Showing posts with label teach. Show all posts
Showing posts with label teach. Show all posts

Monday, September 28, 2015

Build Your Brand By Teaching Others

  
photo by enterlinedesign via Dollar Photo Club

Two years ago I published a book not knowing anything about promotion, marketing, branding, or platform. Now I teach aspiring authors how to independently publish their own books. I let all of the knowledge I've gained over the last two years and more pour out of me, and provide them with the tools they need to get started on their own journeys. 

Establishing yourself as a writer can take many different avenues. My approach is two-pronged. Like most indie authors I have a consistent social media presence and a website and blog, all updated frequently. I'm active in online groups. I have an email list and a newsletter. But reaching out to readers and building a brand online is just one facet of my author life. Another is to build a reputation as an author within my own community. One way I do this is through teaching. This helps establish my credibility as an author, as someone who knows what she's doing, and as a leader. 

It all started when my local library invited me to teach a 90-minute seminar on self-publishing. I developed a presentation with Power Point called Adventures in Publishing: How to Independently Publish Your Own Book. Twelve people showed up. They asked lots of questions and stayed to the end. They wrote wonderful reviews. This gave me confidence to expand my program. 
 
I added additional content and graphics and beefed it up to two hours. I knew once I had a polished program I could present it to new audiences again and again and my time and efforts would pay off.

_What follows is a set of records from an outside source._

//! Per-conversation turn serialization
//!
//! The tool cannot safely resume one session from two processes at once, so
//! every turn for a conversation runs under that conversation's lock. Locks
//! are created on first use and removed as soon as nobody holds or awaits
//! them, which keeps the table proportional to in-flight conversations.

use std::collections::HashMap;
use std::future::Future;
use std::sync::{Arc, Mutex};
use std::time::Duration;
use thiserror::Error;

/// Waiting for the conversation lock took longer than allowed
#[derive(Debug, Error)]
#[error("timed out after {waited:?} waiting for another turn on this conversation")]
pub struct LockTimeout {
    pub waited: Duration,
}

/// Table of per-conversation locks
#[derive(Default)]
pub struct TurnLocks {
    locks: Mutex<HashMap<String, Arc<tokio::sync::Mutex<()>>>>,
}

impl TurnLocks {
    pub fn new() -> Self {
        Self::default()
    }

    /// Run `fut` while holding the lock for `key`.
    ///
    /// `None` runs unserialized. Waiters on the same key are served in
    /// arrival order (tokio's mutex is fair). The lock is released on every
    /// exit path, including when the returned future is dropped.
    pub async fn with_lock<F, T>(
        &self,
        key: Option<&str>,
        wait_limit: Option<Duration>,
        fut: F,
    ) -> Result<T, LockTimeout>
    where
        F: Future<Output = T>,
    {
        let Some(key) = key else {
            return Ok(fut.await);
        };

        let lease = self.lease(key);
        let _guard = match wait_limit {
            Some(limit) => tokio::time::timeout(limit, lease.handle().lock())
                .await
                .map_err(|_| LockTimeout { waited: limit })?,
            None => lease.handle().lock().await,
        };

        Ok(fut.await)
    }

    /// Number of conversations currently holding or awaiting a lock
    pub fn len(&self) -> usize {
        self.locks.lock().unwrap().len()
    }

    #[allow(dead_code)] // Used in tests
    pub fn is_empty(&self) -> bool {
        self.len() == 0
    }

    /// Drop table entries nobody references. Leases already clean up after
    /// themselves; this only catches entries left behind by a panic.
    pub fn prune_idle(&self) -> usize {
        let mut locks = self.locks.lock().unwrap();
        let before = locks.len();
        locks.retain(|_, handle| Arc::strong_count(handle) > 1);
        before - locks.len()
    }

    fn lease(&self, key: &str) -> Lease<'_> {
        let handle = {
            let mut locks = self.locks.lock().unwrap();
            Arc::clone(locks.entry(key.to_string()).or_default())
        };
        Lease {
            table: self,
            key: key.to_string(),
            handle: Some(handle),
        }
    }
}

/// One caller's reference to a conversation lock
struct Lease<'a> {
    table: &'a TurnLocks,
    key: String,
    handle: Option<Arc<tokio::sync::Mutex<()>>>,
}

impl Lease<'_> {
    fn handle(&self) -> &tokio::sync::Mutex<()> {
        self.handle
            .as_deref()
            .unwrap_or_else(|| unreachable!("lease handle is only taken in drop"))
    }
}

impl Drop for Lease<'_> {
    fn drop(&mut self) {
        let Some(handle) = self.handle.take() else {
            return;
        };
        let mut locks = self.table.locks.lock().unwrap();
        // Table entry plus ours: no other holder or waiter remains
        if Arc::strong_count(&handle) == 2 {
            locks.remove(&self.key);
        }
    }
}
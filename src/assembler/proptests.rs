//! Property-based tests for usage accounting
//!
//! - Turn totals equal input + output whenever the tool gives no total
//! - Cumulative mode never reports more than the running total
//! - Per-invocation mode passes reported counts through unchanged

use super::{account, TokenCounts, UsageAccounting};
use crate::cli::ResultUsage;
use proptest::prelude::*;

fn arb_usage() -> impl Strategy<Value = ResultUsage> {
    (0u64..1_000_000, 0u64..1_000_000, 0u64..100_000, 0u64..100_000).prop_map(
        |(input, output, cache_creation, cache_read)| ResultUsage {
            input_tokens: input,
            output_tokens: output,
            cache_creation_input_tokens: cache_creation,
            cache_read_input_tokens: cache_read,
            total_tokens: None,
        },
    )
}

fn arb_counts() -> impl Strategy<Value = TokenCounts> {
    (0u64..2_000_000, 0u64..2_000_000).prop_map(|(input, output)| TokenCounts {
        input_tokens: input,
        output_tokens: output,
    })
}

fn arb_mode() -> impl Strategy<Value = UsageAccounting> {
    prop_oneof![
        Just(UsageAccounting::PerInvocation),
        Just(UsageAccounting::Cumulative),
    ]
}

proptest! {
    #[test]
    fn prop_total_is_sum_without_explicit_total(
        reported in arb_usage(),
        previous in arb_counts(),
        mode in arb_mode(),
    ) {
        let (turn, _) = account(&reported, mode, previous);
        prop_assert_eq!(turn.total_tokens, turn.input_tokens + turn.output_tokens);
    }

    #[test]
    fn prop_cumulative_turn_bounded_by_running_total(
        reported in arb_usage(),
        previous in arb_counts(),
    ) {
        let (turn, stored) = account(&reported, UsageAccounting::Cumulative, previous);
        prop_assert!(turn.input_tokens <= stored.input_tokens);
        prop_assert!(turn.output_tokens <= stored.output_tokens);
    }

    #[test]
    fn prop_per_invocation_passes_counts_through(
        reported in arb_usage(),
        previous in arb_counts(),
    ) {
        let (turn, stored) = account(&reported, UsageAccounting::PerInvocation, previous);
        let input = reported.input_tokens
            + reported.cache_creation_input_tokens
            + reported.cache_read_input_tokens;
        prop_assert_eq!(turn.input_tokens, input);
        prop_assert_eq!(turn.output_tokens, reported.output_tokens);
        prop_assert_eq!(stored.input_tokens, previous.input_tokens + input);
    }
}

Next I spoke to the people in the continuing education department at the community college where I work and asked them to add my class to their course catalog. They quickly agreed. I also hit up the employee education department and they too added me to their schedule, although this class was a watered down one-hour version. Most of these classes were well attended and well received, but a few had to be cancelled due to low enrollment. 

I continued to refine and improve my presentation, and sought new venues to present my program. I reached out to a private college thirty minutes from home and proposed the course to their continuing education department. Based on my experiences at the community college they readily agreed. I am now teaching several classes at each college per semester.

The program evolved once more after many attendees  wrote on their evaluation forms that the program was too short; they wanted more. I expanded the class to two two-hour sessions called Write Release Retail: How to Become an Indie Author. The first session is on writing a book and preparing it for publication; the second focuses on marketing and promotion. 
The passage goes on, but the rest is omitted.